__What the exercise asks__: An exact copy of all entries is required.

__Stored data entries__:
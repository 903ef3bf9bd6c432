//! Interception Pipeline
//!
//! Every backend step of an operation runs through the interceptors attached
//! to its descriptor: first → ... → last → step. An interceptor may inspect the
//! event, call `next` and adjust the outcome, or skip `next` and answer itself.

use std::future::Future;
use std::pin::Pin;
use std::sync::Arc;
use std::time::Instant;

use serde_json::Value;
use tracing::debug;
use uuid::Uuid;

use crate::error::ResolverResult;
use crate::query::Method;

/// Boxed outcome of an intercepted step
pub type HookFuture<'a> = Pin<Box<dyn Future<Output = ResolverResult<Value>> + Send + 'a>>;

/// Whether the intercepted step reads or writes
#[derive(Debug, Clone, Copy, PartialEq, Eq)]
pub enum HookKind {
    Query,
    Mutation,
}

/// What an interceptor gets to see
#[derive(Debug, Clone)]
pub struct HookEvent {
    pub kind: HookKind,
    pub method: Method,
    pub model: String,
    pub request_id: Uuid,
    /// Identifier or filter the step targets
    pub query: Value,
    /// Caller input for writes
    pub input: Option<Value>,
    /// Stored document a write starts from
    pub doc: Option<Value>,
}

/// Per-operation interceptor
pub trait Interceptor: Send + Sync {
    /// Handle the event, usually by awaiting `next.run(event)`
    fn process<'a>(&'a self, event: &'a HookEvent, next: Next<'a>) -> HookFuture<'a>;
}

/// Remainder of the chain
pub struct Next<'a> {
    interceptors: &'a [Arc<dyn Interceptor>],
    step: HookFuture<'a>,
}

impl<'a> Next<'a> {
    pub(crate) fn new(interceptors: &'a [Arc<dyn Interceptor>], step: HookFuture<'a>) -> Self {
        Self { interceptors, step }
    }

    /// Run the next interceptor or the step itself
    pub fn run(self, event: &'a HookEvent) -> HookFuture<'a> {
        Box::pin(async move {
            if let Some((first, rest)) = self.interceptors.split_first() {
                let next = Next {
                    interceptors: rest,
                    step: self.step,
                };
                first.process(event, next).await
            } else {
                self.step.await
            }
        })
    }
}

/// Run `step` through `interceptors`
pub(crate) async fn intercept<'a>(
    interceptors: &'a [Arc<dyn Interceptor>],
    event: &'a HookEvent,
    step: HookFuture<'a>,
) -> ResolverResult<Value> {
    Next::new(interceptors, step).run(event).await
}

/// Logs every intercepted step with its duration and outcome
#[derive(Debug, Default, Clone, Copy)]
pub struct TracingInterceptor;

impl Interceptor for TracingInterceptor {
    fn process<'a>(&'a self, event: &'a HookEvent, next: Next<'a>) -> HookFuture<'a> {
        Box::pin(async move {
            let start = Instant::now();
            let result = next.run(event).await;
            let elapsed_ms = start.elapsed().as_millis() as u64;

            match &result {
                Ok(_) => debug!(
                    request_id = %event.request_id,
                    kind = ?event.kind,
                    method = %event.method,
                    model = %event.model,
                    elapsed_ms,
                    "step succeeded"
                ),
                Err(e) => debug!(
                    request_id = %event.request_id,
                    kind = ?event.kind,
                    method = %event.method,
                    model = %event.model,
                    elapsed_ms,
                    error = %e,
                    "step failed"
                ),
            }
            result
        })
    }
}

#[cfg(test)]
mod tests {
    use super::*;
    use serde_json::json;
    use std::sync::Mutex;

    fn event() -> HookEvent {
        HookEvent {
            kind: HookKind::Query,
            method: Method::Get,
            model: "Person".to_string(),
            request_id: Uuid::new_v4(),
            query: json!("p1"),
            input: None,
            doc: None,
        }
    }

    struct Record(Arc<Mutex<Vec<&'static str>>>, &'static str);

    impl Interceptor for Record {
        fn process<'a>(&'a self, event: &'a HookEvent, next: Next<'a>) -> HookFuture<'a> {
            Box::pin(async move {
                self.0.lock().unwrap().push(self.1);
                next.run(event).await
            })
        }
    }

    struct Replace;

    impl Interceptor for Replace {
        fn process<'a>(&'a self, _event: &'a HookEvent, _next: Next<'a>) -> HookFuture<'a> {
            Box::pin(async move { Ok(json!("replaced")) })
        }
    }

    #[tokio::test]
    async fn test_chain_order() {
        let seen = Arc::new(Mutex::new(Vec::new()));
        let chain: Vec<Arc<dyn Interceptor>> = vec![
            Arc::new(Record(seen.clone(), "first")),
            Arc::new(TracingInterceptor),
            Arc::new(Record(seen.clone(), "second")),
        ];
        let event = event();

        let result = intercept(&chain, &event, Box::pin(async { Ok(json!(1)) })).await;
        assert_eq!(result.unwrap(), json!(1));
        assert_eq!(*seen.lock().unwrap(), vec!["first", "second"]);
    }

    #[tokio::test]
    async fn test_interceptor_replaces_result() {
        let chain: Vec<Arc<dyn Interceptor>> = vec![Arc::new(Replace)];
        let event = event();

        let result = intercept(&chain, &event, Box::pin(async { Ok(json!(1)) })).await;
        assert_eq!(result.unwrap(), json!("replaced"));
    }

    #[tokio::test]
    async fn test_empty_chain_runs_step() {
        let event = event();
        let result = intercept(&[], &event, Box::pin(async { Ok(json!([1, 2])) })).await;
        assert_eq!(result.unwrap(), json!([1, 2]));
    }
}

__Solution__:
repository 903ef3bf9bd6c432
//! Interception Pipeline
//!
//! Every backend step of an operation runs through the interceptors attached
//! to its descriptor: first → ... → last → step. An interceptor may inspect the
//! event, call `next` and adjust the outcome, or skip `next` and answer itself.

use std::future::Future;
use std::pin::Pin;
use std::sync::Arc;
use std::time::Instant;

use serde_json::Value;
use tracing::debug;
use uuid::Uuid;

use crate::error::ResolverResult;
use crate::query::Method;

/// Boxed outcome of an intercepted step
pub type HookFuture<'a> = Pin<Box<dyn Future<Output = ResolverResult<Value>> + Send + 'a>>;

/// Whether the intercepted step reads or writes
#[derive(Debug, Clone, Copy, PartialEq, Eq)]
pub enum HookKind {
    Query,
    Mutation,
}

/// What an interceptor gets to see
#[derive(Debug, Clone)]
pub struct HookEvent {
    pub kind: HookKind,
    pub method: Method,
    pub model: String,
    pub request_id: Uuid,
    /// Identifier or filter the step targets
    pub query: Value,
    /// Caller input for writes
    pub input: Option<Value>,
    /// Stored document a write starts from
    pub doc: Option<Value>,
}

/// Per-operation interceptor
pub trait Interceptor: Send + Sync {
    /// Handle the event, usually by awaiting `next.run(event)`
    fn process<'a>(&'a self, event: &'a HookEvent, next: Next<'a>) -> HookFuture<'a>;
}

/// Remainder of the chain
pub struct Next<'a> {
    interceptors: &'a [Arc<dyn Interceptor>],
    step: HookFuture<'a>,
}

impl<'a> Next<'a> {
    pub(crate) fn new(interceptors: &'a [Arc<dyn Interceptor>], step: HookFuture<'a>) -> Self {
        Self { interceptors, step }
    }

    /// Run the next interceptor or the step itself
    pub fn run(self, event: &'a HookEvent) -> HookFuture<'a> {
        Box::pin(async move {
            if let Some((first, rest)) = self.interceptors.split_first() {
                let next = Next {
                    interceptors: rest,
                    step: self.step,
                };
                first.process(event, next).await
            } else {
                self.step.await
            }
        })
    }
}

/// Run `step` through `interceptors`
pub(crate) async fn intercept<'a>(
    interceptors: &'a [Arc<dyn Interceptor>],
    event: &'a HookEvent,
    step: HookFuture<'a>,
) -> ResolverResult<Value> {
    Next::new(interceptors, step).run(event).await
}

/// Logs every intercepted step with its duration and outcome
#[derive(Debug, Default, Clone, Copy)]
pub struct TracingInterceptor;

impl Interceptor for TracingInterceptor {
    fn process<'a>(&'a self, event: &'a HookEvent, next: Next<'a>) -> HookFuture<'a> {
        Box::pin(async move {
            let start = Instant::now();
            let result = next.run(event).await;
            let elapsed_ms = start.elapsed().as_millis() as u64;

            match &result {
                Ok(_) => debug!(
                    request_id = %event.request_id,
                    kind = ?event.kind,
                    method = %event.method,
                    model = %event.model,
                    elapsed_ms,
                    "step succeeded"
                ),
                Err(e) => debug!(
                    request_id = %event.request_id,
                    kind = ?event.kind,
                    method = %event.method,
                    model = %event.model,
                    elapsed_ms,
                    error = %e,
                    "step failed"
                ),
            }
            result
        })
    }
}

#[cfg(test)]
mod tests {
    use super::*;
    use serde_json::json;
    use std::sync::Mutex;

    fn event() -> HookEvent {
        HookEvent {
            kind: HookKind::Query,
            method: Method::Get,
            model: "Person".to_string(),
            request_id: Uuid::new_v4(),
            query: json!("p1"),
            input: None,
            doc: None,
        }
    }

    struct Record(Arc<Mutex<Vec<&'static str>>>, &'static str);

    impl Interceptor for Record {
        fn process<'a>(&'a self, event: &'a HookEvent, next: Next<'a>) -> HookFuture<'a> {
            Box::pin(async move {
                self.0.lock().unwrap().push(self.1);
                next.run(event).await
            })
        }
    }

    struct Replace;

    impl Interceptor for Replace {
        fn process<'a>(&'a self, _event: &'a HookEvent, _next: Next<'a>) -> HookFuture<'a> {
            Box::pin(async move { Ok(json!("replaced")) })
        }
    }

    #[tokio::test]
    async fn test_chain_order() {
        let seen = Arc::new(Mutex::new(Vec::new()));
        let chain: Vec<Arc<dyn Interceptor>> = vec![
            Arc::new(Record(seen.clone(), "first")),
            Arc::new(TracingInterceptor),
            Arc::new(Record(seen.clone(), "second")),
        ];
        let event = event();

        let result = intercept(&chain, &event, Box::pin(async { Ok(json!(1)) })).await;
        assert_eq!(result.unwrap(), json!(1));
        assert_eq!(*seen.lock().unwrap(), vec!["first", "second"]);
    }

    #[tokio::test]
    async fn test_interceptor_replaces_result() {
        let chain: Vec<Arc<dyn Interceptor>> = vec![Arc::new(Replace)];
        let event = event();

        let result = intercept(&chain, &event, Box::pin(async { Ok(json!(1)) })).await;
        assert_eq!(result.unwrap(), json!("replaced"));
    }

    #[tokio::test]
    async fn test_empty_chain_runs_step() {
        let event = event();
        let result = intercept(&[], &event, Box::pin(async { Ok(json!([1, 2])) })).await;
        assert_eq!(result.unwrap(), json!([1, 2]));
    }
}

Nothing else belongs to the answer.